The value of truth is more likely to be honored in the breach than in most social interactions. It is common to conflate a strong specific belief with a commitment to truth because strength of conviction is widely (and wrongly) viewed as an indicator of truth. However, the acid test of a commitment to truth is when a deeply held conviction is challenged by conflicting evidence. Valuing truth must include a commitment to respecting standards of evidence and a willingness to admit error and change one’s mind in response to new information.     

This article has touched on several other themes related to truth seeking that bear repeating:

  • Humans are highly vulnerable to error, in part due to the influence of heuristic biases such as confirmation bias. For this reason, jumping to conclusions based on intuition is a source of errors in judgment difficult to correct.

  • “Truth” has a number of different meanings and uses. Consequently, there is not a single valid account of truth. 

  • Humans, per Daniel Kahneman, are overconfident regarding their understanding of the world, and this includes experts whose ability to predict the future is much overrated.

  • Humans have strong emotional attachments to beliefs; these attachments influence judgment and decision making. Self-reflection and self-awareness regarding emotional reactions to ideas are important virtues in truth seeking. 

  • Absent a social milieu that supports expression of civil differences of opinion, delusions spread in a society like out-of-control weeds. 

  • AI systems are employing a flawed idea of empathy that in some cases facilitates the development of delusions and self-harm.       

  • A regard for truth leads to humility about the limits of human understanding rather than to intellectual arrogance.

  • Humans employ two main defense mechanisms, i.e., denial and projection, to defend against painful or socially unacceptable truth.  

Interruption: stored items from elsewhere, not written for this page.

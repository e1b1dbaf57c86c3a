//! Tab switcher.

use super::{WidgetHandle, resolve};
use crate::{Effect, Error, Speed};
use dom::{Document, NodeId};
use serde::Deserialize;

#[derive(Debug, Clone, Deserialize)]
#[serde(default)]
pub struct TabConfig {
    /// Selector for the tab toggles, scoped to the container.
    #[serde(rename = "toggle")]
    pub toggle_selector: String,
    /// Selector for the content sheets, scoped to the container.
    #[serde(rename = "sheet")]
    pub sheet_selector: String,
    /// Class marking the active toggle.
    pub current_class: String,
    /// Reveal effect for the activated sheet.
    pub effect: Effect,
    /// Event type that switches tabs.
    pub trigger: String,
}

impl Default for TabConfig {
    fn default() -> Self {
        Self {
            toggle_selector: ".tab__nav a".into(),
            sheet_selector: ".tab__sheet".into(),
            current_class: "current".into(),
            effect: Effect::Show,
            trigger: "click".into(),
        }
    }
}

pub fn init_tab(
    doc: &mut Document,
    container: &str,
    config: &TabConfig,
) -> Result<Option<WidgetHandle>, Error> {
    match resolve(doc, container)? {
        Some(node) => init_tab_at(doc, node, config),
        None => Ok(None),
    }
}

/// Bind the tab transition on every toggle: activation moves the current
/// class to the activated toggle and reveals the sheet at the same
/// position, hiding all others. Toggle/sheet correspondence is
/// positional.
pub fn init_tab_at(
    doc: &mut Document,
    container: NodeId,
    config: &TabConfig,
) -> Result<Option<WidgetHandle>, Error> {
    let toggles = doc.query_within(container, &config.toggle_selector)?;
    let sheets = doc.query_within(container, &config.sheet_selector)?;

    let handle = WidgetHandle::new();
    for (index, &toggle) in toggles.iter().enumerate() {
        let toggles = toggles.clone();
        let sheets = sheets.clone();
        let current_class = config.current_class.clone();
        let effect = config.effect;
        let id = doc.add_listener(toggle, &config.trigger, move |doc, _| {
            for &other in &toggles {
                doc.remove_class(other, &current_class);
            }
            doc.add_class(toggle, &current_class);
            for &sheet in &sheets {
                doc.hide(sheet);
            }
            if let Some(&sheet) = sheets.get(index) {
                effect.reveal(doc, sheet, Speed::default());
            }
        });
        handle.track_listener(id);
    }
    Ok(Some(handle))
}
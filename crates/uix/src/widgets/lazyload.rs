//! Scroll-driven progressive image loading.

use super::WidgetHandle;
use crate::{Error, throttle};
use dom::{Document, ListenerId, NodeId};
use serde::Deserialize;
use std::cell::RefCell;
use std::rc::Rc;
use std::time::Duration;

#[derive(Debug, Clone, Deserialize)]
#[serde(default)]
pub struct LazyloadConfig {
    /// Selector marking candidate images; each stages its real source in
    /// `data-src`.
    pub selector: String,
    /// Throttle window for the scroll listener, in milliseconds.
    pub throttle_ms: u64,
}

impl Default for LazyloadConfig {
    fn default() -> Self {
        Self {
            selector: ".lazy".into(),
            throttle_ms: 50,
        }
    }
}

/// Start lazyloading: candidates whose top offset is inside the
/// viewport's bottom bound get their `src` assigned from `data-src` and
/// leave the candidate set for good. One pass runs immediately so
/// above-the-fold images load without a scroll; the rest load from a
/// throttled scroll listener that detaches itself once the set empties.
pub fn init_lazyload(
    doc: &mut Document,
    config: &LazyloadConfig,
) -> Result<Option<WidgetHandle>, Error> {
    let candidates = doc.query(&config.selector)?;
    if candidates.is_empty() {
        return Ok(None);
    }

    let pending = Rc::new(RefCell::new(candidates));
    let listener: Rc<RefCell<Option<ListenerId>>> = Rc::new(RefCell::new(None));

    assign_visible(doc, &pending, &listener);
    if pending.borrow().is_empty() {
        return Ok(None);
    }

    let handle = WidgetHandle::new();
    let scroll_handler = {
        let pending = Rc::clone(&pending);
        let listener = Rc::clone(&listener);
        throttle(
            Duration::from_millis(config.throttle_ms),
            move |doc, _| assign_visible(doc, &pending, &listener),
        )
    };
    let id = doc.add_listener(doc.root(), "scroll", scroll_handler);
    *listener.borrow_mut() = Some(id);
    handle.track_listener(id);
    Ok(Some(handle))
}

/// Partition the candidate set against the current viewport bound,
/// assigning sources to everything now visible. Detaches the scroll
/// listener when nothing is left.
fn assign_visible(
    doc: &mut Document,
    pending: &Rc<RefCell<Vec<NodeId>>>,
    listener: &Rc<RefCell<Option<ListenerId>>>,
) {
    let bound = doc.scroll_top() + doc.viewport_height();
    pending.borrow_mut().retain(|&image| {
        if doc.offset(image).top <= bound {
            if let Some(source) = doc.data(image, "src").map(str::to_string) {
                doc.set_attr(image, "src", &source);
            }
            false
        } else {
            true
        }
    });
    if pending.borrow().is_empty()
        && let Some(id) = listener.borrow_mut().take()
    {
        doc.remove_listener(id);
    }
}
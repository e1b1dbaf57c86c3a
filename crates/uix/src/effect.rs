//! Reveal/hide effect strategies.
//!
//! The visual transition styles the widgets select by configuration:
//! instant show, opacity fade, and height slide. Each is a strategy with
//! a uniform reveal/conceal/toggle capability; unknown names are parse
//! errors, not silent fallbacks.

use crate::Error;
use dom::{Document, NodeId};
use serde::Deserialize;
use std::str::FromStr;
use std::time::Duration;

/// The visual transition applied when changing visibility.
#[derive(Debug, Clone, Copy, PartialEq, Eq, Default, Deserialize)]
#[serde(rename_all = "lowercase")]
pub enum Effect {
    /// Instant visibility change.
    #[default]
    Show,
    /// Opacity transition.
    Fade,
    /// Height transition.
    Slide,
}

impl FromStr for Effect {
    type Err = Error;

    fn from_str(input: &str) -> Result<Self, Error> {
        match input {
            "show" => Ok(Self::Show),
            "fade" => Ok(Self::Fade),
            "slide" => Ok(Self::Slide),
            other => Err(Error::UnknownEffect(other.into())),
        }
    }
}

impl Effect {
    /// Make `node` visible using this effect.
    pub fn reveal(self, doc: &mut Document, node: NodeId, speed: Speed) {
        match self {
            Self::Show => doc.show(node),
            Self::Fade => {
                doc.set_css_px(node, "opacity", 0.0);
                doc.show(node);
                doc.animate_css(node, "opacity", 1.0, speed.duration(), dom::Easing::Swing);
            }
            Self::Slide => {
                let full = doc.height(node);
                doc.set_css_px(node, "height", 0.0);
                doc.show(node);
                doc.animate_css(node, "height", full, speed.duration(), dom::Easing::Swing);
            }
        }
    }

    /// Hide `node` using this effect.
    pub fn conceal(self, doc: &mut Document, node: NodeId, speed: Speed) {
        match self {
            Self::Show => doc.hide(node),
            Self::Fade => {
                doc.animate_css_with(
                    node,
                    "opacity",
                    0.0,
                    speed.duration(),
                    dom::Easing::Swing,
                    move |doc| {
                        doc.hide(node);
                        doc.set_css_px(node, "opacity", 1.0);
                    },
                );
            }
            Self::Slide => {
                let full = doc.height(node);
                doc.animate_css_with(
                    node,
                    "height",
                    0.0,
                    speed.duration(),
                    dom::Easing::Swing,
                    move |doc| {
                        doc.hide(node);
                        doc.set_css_px(node, "height", full);
                    },
                );
            }
        }
    }

    /// Flip `node`'s visibility using this effect.
    pub fn toggle(self, doc: &mut Document, node: NodeId, speed: Speed) {
        if doc.is_visible(node) {
            self.conceal(doc, node, speed);
        } else {
            self.reveal(doc, node, speed);
        }
    }
}

/// Transition duration, with the conventional named speeds.
#[derive(Debug, Clone, Copy, PartialEq, Eq)]
pub enum Speed {
    Fast,
    Normal,
    Slow,
    Ms(u64),
}

impl Default for Speed {
    fn default() -> Self {
        Self::Normal
    }
}

impl Speed {
    pub fn duration(self) -> Duration {
        Duration::from_millis(match self {
            Self::Fast => 200,
            Self::Normal => 400,
            Self::Slow => 600,
            Self::Ms(ms) => ms,
        })
    }
}

impl FromStr for Speed {
    type Err = Error;

    fn from_str(input: &str) -> Result<Self, Error> {
        match input {
            "fast" => Ok(Self::Fast),
            "normal" => Ok(Self::Normal),
            "slow" => Ok(Self::Slow),
            other => other
                .parse::<u64>()
                .map(Self::Ms)
                .map_err(|_| Error::UnknownEffect(other.into())),
        }
    }
}

impl<'de> Deserialize<'de> for Speed {
    fn deserialize<D>(deserializer: D) -> Result<Self, D::Error>
    where
        D: serde::Deserializer<'de>,
    {
        #[derive(Deserialize)]
        #[serde(untagged)]
        enum Repr {
            Millis(u64),
            Name(String),
        }
        match Repr::deserialize(deserializer)? {
            Repr::Millis(ms) => Ok(Self::Ms(ms)),
            Repr::Name(name) => name.parse().map_err(serde::de::Error::custom),
        }
    }
}

/// Interpolation curve for scroll and property animation.
#[derive(Debug, Clone, Copy, PartialEq, Eq, Default, Deserialize)]
#[serde(rename_all = "lowercase")]
pub enum Easing {
    Linear,
    #[default]
    Swing,
}

impl From<Easing> for dom::Easing {
    fn from(easing: Easing) -> Self {
        match easing {
            Easing::Linear => Self::Linear,
            Easing::Swing => Self::Swing,
        }
    }
}

impl FromStr for Easing {
    type Err = Error;

    fn from_str(input: &str) -> Result<Self, Error> {
        match input {
            "linear" => Ok(Self::Linear),
            "swing" => Ok(Self::Swing),
            other => Err(Error::UnknownEasing(other.into())),
        }
    }
}

#[cfg(test)]
mod tests {
    use super::*;

    #[test]
    fn unknown_names_are_errors() {
        assert!(matches!(
            "wipe".parse::<Effect>(),
            Err(Error::UnknownEffect(_))
        ));
        assert!(matches!(
            "bounce".parse::<Easing>(),
            Err(Error::UnknownEasing(_))
        ));
        assert_eq!("fade".parse::<Effect>().unwrap(), Effect::Fade);
        assert_eq!("250".parse::<Speed>().unwrap(), Speed::Ms(250));
    }

    #[test]
    fn fade_conceal_hides_at_the_end() {
        let mut doc = Document::new();
        let root = doc.root();
        let node = doc.append_element(root, "div");
        doc.set_css_px(node, "opacity", 1.0);

        Effect::Fade.conceal(&mut doc, node, Speed::Fast);
        assert!(doc.is_visible(node), "hidden before the fade finished");
        doc.advance(Duration::from_millis(250));
        assert!(!doc.is_visible(node));
        // Opacity restored so the next reveal starts from a clean slate.
        assert_eq!(doc.css_px(node, "opacity"), Some(1.0));
    }

    #[test]
    fn slide_reveal_restores_full_height() {
        let mut doc = Document::new();
        let root = doc.root();
        let node = doc.append_element(root, "div");
        doc.set_layout_box(node, dom::LayoutBox::new(0.0, 0.0, 100.0, 64.0));
        doc.hide(node);

        Effect::Slide.reveal(&mut doc, node, Speed::Fast);
        assert!(doc.is_visible(node));
        doc.advance(Duration::from_millis(250));
        assert_eq!(doc.css_px(node, "height"), Some(64.0));
    }
}
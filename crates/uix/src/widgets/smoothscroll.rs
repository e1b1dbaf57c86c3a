//! Smooth scrolling to per-link targets.

use super::{WidgetHandle, resolve};
use crate::{Easing, Error};
use dom::{Document, NodeId};
use log::warn;
use serde::Deserialize;
use std::time::Duration;

#[derive(Debug, Clone, Deserialize)]
#[serde(default)]
pub struct SmoothScrollConfig {
    /// Selector for the scroll triggers; each carries a `data-scroll`
    /// attribute naming its target (a Y offset or a selector).
    #[serde(rename = "toggle")]
    pub toggle_selector: String,
    pub easing: Easing,
    /// Scroll animation duration in milliseconds.
    pub duration: u64,
}

impl Default for SmoothScrollConfig {
    fn default() -> Self {
        Self {
            toggle_selector: "a".into(),
            easing: Easing::Swing,
            duration: 300,
        }
    }
}

pub fn init_smoothscroll(
    doc: &mut Document,
    container: &str,
    config: &SmoothScrollConfig,
) -> Result<Option<WidgetHandle>, Error> {
    match resolve(doc, container)? {
        Some(node) => init_smoothscroll_at(doc, node, config),
        None => Ok(None),
    }
}

/// Delegate clicks inside the container: the clicked element's
/// `data-scroll` is a numeric offset, or a selector whose element's top
/// offset is used; missing or unresolvable targets scroll to 0.
pub fn init_smoothscroll_at(
    doc: &mut Document,
    container: NodeId,
    config: &SmoothScrollConfig,
) -> Result<Option<WidgetHandle>, Error> {
    let toggles = selectors::parse_selector_list(&config.toggle_selector)?;
    let duration = Duration::from_millis(config.duration);
    let easing: dom::Easing = config.easing.into();

    let handle = WidgetHandle::new();
    let id = doc.add_delegated_listener(container, &toggles, "click", move |doc, ctx| {
        let target = doc.data(ctx.current, "scroll").unwrap_or("").to_string();
        let destination = scroll_target(doc, &target);
        doc.animate_scroll(destination, duration, easing);
    });
    handle.track_listener(id);
    Ok(Some(handle))
}

fn scroll_target(doc: &Document, target: &str) -> f64 {
    if target.is_empty() {
        return 0.0;
    }
    if let Ok(offset) = target.parse::<f64>() {
        return offset;
    }
    match doc.query_first(target) {
        Ok(Some(node)) => doc.offset(node).top,
        Ok(None) => 0.0,
        Err(error) => {
            warn!("bad data-scroll target {target:?}: {error}");
            0.0
        }
    }
}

  • There is also a form of projection that reflects an intent to assimilate and misconstrue literary and historical works as versions of oneself or one’s culture. 

  • Facts and truth are not the same; facts are a subset of true statements that purport to offer exact and incontrovertible accounts of events or conditions.     

  • The more one knows about alleged facts that depend on the historical record and/or memory, the greater the room for doubt.

  • Experience, including feeling, is a kind of truth that cannot be reduced to sentences or speech acts. 

  • It is possible to use the language of truth in a way that is trivial and redundant.

  • The regard for the power of truth is based on the widespread understanding that truth is an essential guide to effective action.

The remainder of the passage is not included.